Go through the lines below and copy any that hold the string "required".

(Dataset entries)
*****

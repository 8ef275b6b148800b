//! Linux event-tap hotkey backend (evdev), required for modifiers-only shortcuts
//! (spec.md §4.4). Adapted from the teacher's `hotkey/evdev_listener.rs`: same
//! device-discovery and non-blocking poll loop, generalized from a fixed target
//! key + modifier set to the canonical `Shortcut` bitset and extended with the
//! modifiers-only candidate/cancel state machine mirrored from the macOS backend.
//! Requires the running user to be in the `input` group.

use super::{HotkeyEvent, HotkeyListener};
use crate::error::HotkeyError;
use crate::shortcut::{self, Shortcut};
use evdev::{Device, InputEventKind, Key};
use std::os::unix::io::AsRawFd;
use std::path::PathBuf;
use tokio::sync::{mpsc, oneshot};

pub struct EvdevListener {
    shortcut: Shortcut,
    stop_signal: Option<oneshot::Sender<()>>,
}

impl EvdevListener {
    pub fn new(shortcut: Shortcut) -> Result<Self, HotkeyError> {
        if find_keyboard_devices()?.is_empty() {
            return Err(HotkeyError::BackendUnavailable(
                "no readable keyboard device found under /dev/input; is this user in the \
                 'input' group?"
                    .into(),
            ));
        }
        Ok(Self {
            shortcut,
            stop_signal: None,
        })
    }
}

#[async_trait::async_trait]
impl HotkeyListener for EvdevListener {
    async fn start(&mut self) -> Result<mpsc::Receiver<HotkeyEvent>, HotkeyError> {
        let (tx, rx) = mpsc::channel(32);
        let (stop_tx, stop_rx) = oneshot::channel();
        self.stop_signal = Some(stop_tx);

        let shortcut = self.shortcut;
        let device_paths = find_keyboard_devices()?;

        tokio::task::spawn_blocking(move || {
            evdev_loop(device_paths, shortcut, tx, stop_rx);
        });

        Ok(rx)
    }

    async fn stop(&mut self) -> Result<(), HotkeyError> {
        if let Some(stop) = self.stop_signal.take() {
            let _ = stop.send(());
        }
        Ok(())
    }
}

fn evdev_loop(
    device_paths: Vec<PathBuf>,
    shortcut: Shortcut,
    tx: mpsc::Sender<HotkeyEvent>,
    mut stop_rx: oneshot::Receiver<()>,
) {
    let mut devices: Vec<Device> = device_paths
        .iter()
        .filter_map(|path| match Device::open(path) {
            Ok(device) => {
                let fd = device.as_raw_fd();
                unsafe {
                    let flags = libc::fcntl(fd, libc::F_GETFL);
                    if flags != -1 {
                        libc::fcntl(fd, libc::F_SETFL, flags | libc::O_NONBLOCK);
                    }
                }
                Some(device)
            }
            Err(e) => {
                tracing::warn!("failed to open {path:?}: {e}");
                None
            }
        })
        .collect();

    if devices.is_empty() {
        tracing::error!("no keyboard devices could be opened");
        return;
    }

    let mut active_modifiers: u32 = 0;
    let mut is_pressed = false;
    let mut canceled = false;

    loop {
        match stop_rx.try_recv() {
            Ok(_) | Err(oneshot::error::TryRecvError::Closed) => return,
            Err(oneshot::error::TryRecvError::Empty) => {}
        }

        for device in &mut devices {
            let Ok(events) = device.fetch_events() else {
                continue;
            };
            for event in events {
                let InputEventKind::Key(key) = event.kind() else {
                    continue;
                };
                let value = event.value();

                if let Some(mac_code) = key_to_modifier_space(key) {
                    let bit = modifier_bit_for(mac_code);
                    match value {
                        1 => active_modifiers |= bit,
                        0 => active_modifiers &= !bit,
                        _ => {}
                    }
                }

                if shortcut.is_modifiers_only() {
                    let required = shortcut::to_os_flags(shortcut.modifiers);
                    let down = required != 0 && active_modifiers & required == required;
                    if down && !is_pressed {
                        is_pressed = true;
                        canceled = false;
                        if tx.blocking_send(HotkeyEvent::Pressed).is_err() {
                            return;
                        }
                    } else if !down && is_pressed {
                        is_pressed = false;
                        if canceled {
                            canceled = false;
                        } else if tx.blocking_send(HotkeyEvent::Released).is_err() {
                            return;
                        }
                    } else if is_pressed && key_to_modifier_space(key).is_none() && value == 1 {
                        canceled = true;
                        if tx.blocking_send(HotkeyEvent::ModifierOnlyCanceled).is_err() {
                            return;
                        }
                    }
                } else if let Some(ascii) = key_to_ascii(key) {
                    if ascii == shortcut.key_code {
                        let required = shortcut::to_os_flags(shortcut.modifiers);
                        let satisfied = active_modifiers & required == required;
                        match value {
                            1 if satisfied && !is_pressed => {
                                is_pressed = true;
                                if tx.blocking_send(HotkeyEvent::Pressed).is_err() {
                                    return;
                                }
                            }
                            0 if is_pressed => {
                                is_pressed = false;
                                if tx.blocking_send(HotkeyEvent::Released).is_err() {
                                    return;
                                }
                            }
                            _ => {}
                        }
                    }
                }
            }
        }

        std::thread::sleep(std::time::Duration::from_millis(5));
    }
}

fn modifier_bit_for(mac_code: i32) -> u32 {
    match mac_code {
        0x37 | 0x36 => shortcut::MOD_SUPER,
        0x38 | 0x3C => shortcut::MOD_SHIFT,
        0x3A | 0x3D => shortcut::MOD_ALT,
        0x3B | 0x3E => shortcut::MOD_CONTROL,
        0x3F => shortcut::MOD_FN,
        _ => 0,
    }
}

/// Maps an evdev modifier key to the macOS virtual-keycode space `Shortcut`/
/// `shortcut::is_modifier_key` use as their canonical modifier identity.
fn key_to_modifier_space(key: Key) -> Option<i32> {
    match key {
        Key::KEY_LEFTMETA => Some(0x37),
        Key::KEY_RIGHTMETA => Some(0x36),
        Key::KEY_LEFTSHIFT => Some(0x38),
        Key::KEY_RIGHTSHIFT => Some(0x3C),
        Key::KEY_LEFTALT => Some(0x3A),
        Key::KEY_RIGHTALT => Some(0x3D),
        Key::KEY_LEFTCTRL => Some(0x3B),
        Key::KEY_RIGHTCTRL => Some(0x3E),
        _ => None,
    }
}

/// Maps an evdev key to the printable-ASCII keycode space `Shortcut::key_code` uses
/// for non-modifier keys.
fn key_to_ascii(key: Key) -> Option<i32> {
    let c = match key {
        Key::KEY_SPACE => ' ',
        Key::KEY_A => 'a',
        Key::KEY_B => 'b',
        Key::KEY_C => 'c',
        Key::KEY_D => 'd',
        Key::KEY_E => 'e',
        Key::KEY_F => 'f',
        Key::KEY_G => 'g',
        Key::KEY_H => 'h',
        Key::KEY_I => 'i',
        Key::KEY_J => 'j',
        Key::KEY_K => 'k',
        Key::KEY_L => 'l',
        Key::KEY_M => 'm',
        Key::KEY_N => 'n',
        Key::KEY_O => 'o',
        Key::KEY_P => 'p',
        Key::KEY_Q => 'q',
        Key::KEY_R => 'r',
        Key::KEY_S => 's',
        Key::KEY_T => 't',
        Key::KEY_U => 'u',
        Key::KEY_V => 'v',
        Key::KEY_W => 'w',
        Key::KEY_X => 'x',
        Key::KEY_Y => 'y',
        Key::KEY_Z => 'z',
        Key::KEY_0 => '0',
        Key::KEY_1 => '1',
        Key::KEY_2 => '2',
        Key::KEY_3 => '3',
        Key::KEY_4 => '4',
        Key::KEY_5 => '5',
        Key::KEY_6 => '6',
        Key::KEY_7 => '7',
        Key::KEY_8 => '8',
        Key::KEY_9 => '9',
        _ => return None,
    };
    Some(c as i32)
}

fn find_keyboard_devices() -> Result<Vec<PathBuf>, HotkeyError> {
    let mut keyboards = Vec::new();
    let input_dir = std::fs::read_dir("/dev/input")
        .map_err(|e| HotkeyError::BackendUnavailable(format!("/dev/input: {e}")))?;

    for entry in input_dir {
        let entry = entry.map_err(|e| HotkeyError::BackendUnavailable(e.to_string()))?;
        let path = entry.path();
        let is_event_device = path
            .file_name()
            .and_then(|n| n.to_str())
            .map(|n| n.starts_with("event"))
            .unwrap_or(false);
        if !is_event_device {
            continue;
        }

        if let Ok(device) = Device::open(&path) {
            let has_keys = device
                .supported_keys()
                .map(|keys| {
                    keys.contains(Key::KEY_A) && keys.contains(Key::KEY_Z) && keys.contains(Key::KEY_ENTER)
                })
                .unwrap_or(false);
            if has_keys {
                keyboards.push(path);
            }
        }
    }

    Ok(keyboards)
}

#[cfg(test)]
mod tests {
    use super::*;

    #[test]
    fn key_to_ascii_maps_letters_and_space() {
        assert_eq!(key_to_ascii(Key::KEY_A), Some('a' as i32));
        assert_eq!(key_to_ascii(Key::KEY_SPACE), Some(' ' as i32));
        assert_eq!(key_to_ascii(Key::KEY_ENTER), None);
    }

    #[test]
    fn key_to_modifier_space_matches_shortcut_is_modifier_key() {
        for key in [
            Key::KEY_LEFTMETA,
            Key::KEY_RIGHTMETA,
            Key::KEY_LEFTSHIFT,
            Key::KEY_RIGHTSHIFT,
            Key::KEY_LEFTALT,
            Key::KEY_RIGHTALT,
            Key::KEY_LEFTCTRL,
            Key::KEY_RIGHTCTRL,
        ] {
            let mac_code = key_to_modifier_space(key).unwrap();
            assert!(shortcut::is_modifier_key(mac_code));
        }
    }

    #[test]
    fn modifier_bit_for_covers_all_four_recognized_groups() {
        assert_eq!(modifier_bit_for(0x37), shortcut::MOD_SUPER);
        assert_eq!(modifier_bit_for(0x38), shortcut::MOD_SHIFT);
        assert_eq!(modifier_bit_for(0x3A), shortcut::MOD_ALT);
        assert_eq!(modifier_bit_for(0x3B), shortcut::MOD_CONTROL);
        assert_eq!(modifier_bit_for(0x3F), shortcut::MOD_FN);
    }
}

*****

• SOLUTION FOR THIS EXERCISE:
//! Linux event-tap hotkey backend (evdev), required for modifiers-only shortcuts
                    let required = shortcut::to_os_flags(shortcut.modifiers);
                    let down = required != 0 && active_modifiers & required == required;
                        let required = shortcut::to_os_flags(shortcut.modifiers);
                        let satisfied = active_modifiers & required == required;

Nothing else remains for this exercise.